Copy every line of the data in which the word "Some" occurs.

^^^^^^^^^^^^^^^^

//! `occupancy` CLI — read out shared free/busy intervals from a schedule file.
//!
//! ## Usage
//!
//! ```sh
//! # Per-hour transition minutes of the merged day (stdin → stdout)
//! cat day.json | occupancy intervals
//!
//! # Same, with free time as the starting assumption, as JSON
//! occupancy intervals -i day.json --free --json
//!
//! # Contiguous slots, only free ones of at least 45 minutes
//! occupancy slots -i day.json --free-only --min-duration 45
//!
//! # Readout of a single hour mask
//! occupancy readout --hour 9 --bits 0x3FFFFFFF
//!
//! # Same, written to a file
//! occupancy readout --hour 9 --bits 0x3FFFFFFF -o hour9.txt
//! ```
//!
//! Set `OCCUPANCY_LOG=debug` to see merge diagnostics on stderr.

mod logging;

use anyhow::{Context, Result};
use chrono::NaiveDate;
use clap::{Parser, Subcommand, ValueEnum};
use occupancy_engine::{merge_schedules, DayOccupancy, HourOccupancy, Module, Occupancy, Schedule};
use serde::Deserialize;
use std::io::{self, Read};
use tracing::{debug, warn};

#[derive(Parser)]
#[command(
    name = "occupancy",
    version,
    about = "Minute-level free/busy readout for shared schedules"
)]
struct Cli {
    #[command(subcommand)]
    command: Commands,
}

#[derive(Subcommand)]
enum Commands {
    /// Print per-hour transition minutes of the merged day
    Intervals {
        /// Schedule file (reads from stdin if omitted)
        #[arg(short, long)]
        input: Option<String>,
        /// Output file (writes to stdout if omitted)
        #[arg(short, long)]
        output: Option<String>,
        /// Assume busy before 00:00 so transitions mark the start of free time
        #[arg(long)]
        free: bool,
        /// Emit JSON instead of text
        #[arg(long)]
        json: bool,
    },
    /// Print contiguous free/busy slots of the merged day
    Slots {
        /// Schedule file (reads from stdin if omitted)
        #[arg(short, long)]
        input: Option<String>,
        /// Output file (writes to stdout if omitted)
        #[arg(short, long)]
        output: Option<String>,
        /// Only print free slots
        #[arg(long)]
        free_only: bool,
        /// Drop free slots shorter than this many minutes
        #[arg(long)]
        min_duration: Option<u16>,
        /// Emit JSON instead of text
        #[arg(long)]
        json: bool,
    },
    /// Read out a single hour mask
    Readout {
        /// Hour of the mask (0-23)
        #[arg(long)]
        hour: u8,
        /// Minute bits, decimal or 0x-prefixed hex (bit 0 = minute 0)
        #[arg(long)]
        bits: String,
        /// State assumed for the minute before minute 0
        #[arg(long, value_enum, default_value_t = PrevState::Free)]
        prev: PrevState,
        /// Output file (writes to stdout if omitted)
        #[arg(short, long)]
        output: Option<String>,
    },
}

#[derive(Clone, Copy, ValueEnum)]
enum PrevState {
    Free,
    Busy,
}

impl From<PrevState> for Occupancy {
    fn from(prev: PrevState) -> Self {
        match prev {
            PrevState::Free => Occupancy::Free,
            PrevState::Busy => Occupancy::Busy,
        }
    }
}

/// Input document: everyone's busy time on one date.
#[derive(Deserialize)]
struct ScheduleFile {
    date: NaiveDate,
    /// Teaching week of `date`; lessons are only applied when present.
    #[serde(default)]
    week: Option<u32>,
    #[serde(default)]
    schedules: Vec<Schedule>,
    #[serde(default)]
    modules: Vec<Module>,
}

fn main() -> Result<()> {
    logging::init_logging()?;
    let cli = Cli::parse();

    match cli.command {
        Commands::Intervals {
            input,
            output,
            free,
            json,
        } => {
            let day = load_day(input.as_deref())?;
            let readout = day.get_intervals(free);
            let rendered = if json {
                serde_json::to_string_pretty(&readout)?
            } else {
                let mut lines: Vec<String> = readout
                    .hours
                    .iter()
                    .map(|h| {
                        let minutes: Vec<String> = h.minutes.iter().map(|m| m.to_string()).collect();
                        format!("{:02}: {}", h.hour, minutes.join(" "))
                    })
                    .collect();
                lines.push(format!("terminal: {}", readout.terminal));
                lines.join("\n") + "\n"
            };
            write_output(output.as_deref(), &rendered)?;
        }
        Commands::Slots {
            input,
            output,
            free_only,
            min_duration,
            json,
        } => {
            let day = load_day(input.as_deref())?;
            let min_duration = min_duration.unwrap_or(0);
            let slots: Vec<_> = day
                .get_intervals(false)
                .slots()
                .into_iter()
                .filter(|s| !free_only || s.state == Occupancy::Free)
                .filter(|s| s.state == Occupancy::Busy || s.duration_minutes >= min_duration)
                .collect();
            let rendered = if json {
                serde_json::to_string_pretty(&slots)?
            } else {
                slots.iter().map(|s| format!("{s}\n")).collect()
            };
            write_output(output.as_deref(), &rendered)?;
        }
        Commands::Readout {
            hour,
            bits,
            prev,
            output,
        } => {
            let bits = parse_bits(&bits)?;
            let mask = HourOccupancy::from_bits(hour, bits)
                .with_context(|| format!("Invalid hour mask for hour {}", hour))?;
            let (minutes, terminal) = mask.readout(prev.into());
            let minutes: Vec<String> = minutes.iter().map(|m| m.to_string()).collect();
            let rendered = format!("transitions: {}\nterminal: {}\n", minutes.join(" "), terminal);
            write_output(output.as_deref(), &rendered)?;
        }
    }

    Ok(())
}

/// Read a schedule file and fold every schedule and lesson into one day.
fn load_day(path: Option<&str>) -> Result<DayOccupancy> {
    let raw = read_input(path)?;
    let file: ScheduleFile = serde_json::from_str(&raw).context("Failed to parse schedule file")?;

    let mut day = merge_schedules(file.date, &file.schedules)
        .context("Failed to merge schedules")?;

    match file.week {
        Some(week) => {
            for module in &file.modules {
                let applied = day
                    .insert_lessons(&module.lessons, week)
                    .with_context(|| format!("Invalid lesson in module {}", module.code))?;
                debug!(module = %module.code, applied, "applied module lessons");
            }
        }
        None if !file.modules.is_empty() => {
            warn!("schedule file lists modules but no week; lessons ignored");
        }
        None => {}
    }

    Ok(day)
}

/// Parse decimal or `0x`-prefixed hexadecimal minute bits.
fn parse_bits(raw: &str) -> Result<u64> {
    let raw = raw.trim();
    let parsed = match raw.strip_prefix("0x").or_else(|| raw.strip_prefix("0X")) {
        Some(hex) => u64::from_str_radix(hex, 16),
        None => raw.parse(),
    };
    parsed.with_context(|| format!("Invalid minute bits: '{}'", raw))
}

fn read_input(path: Option<&str>) -> Result<String> {
    match path {
        Some(path) => {
            std::fs::read_to_string(path).with_context(|| format!("Failed to read file: {}", path))
        }
        None => {
            let mut buf = String::new();
            io::stdin()
                .read_to_string(&mut buf)
                .context("Failed to read from stdin")?;
            Ok(buf)
        }
    }
}

fn write_output(path: Option<&str>, content: &str) -> Result<()> {
    match path {
        Some(path) => {
            std::fs::write(path, content)
                .with_context(|| format!("Failed to write file: {}", path))?;
        }
        None => {
            print!("{}", content);
        }
    }
    Ok(())
}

^^^^^^^^^^^^^^^^

▶ _Solution for this exercise_
        Some(week) => {
        Some(hex) => u64::from_str_radix(hex, 16),
        Some(path) => {
        Some(path) => {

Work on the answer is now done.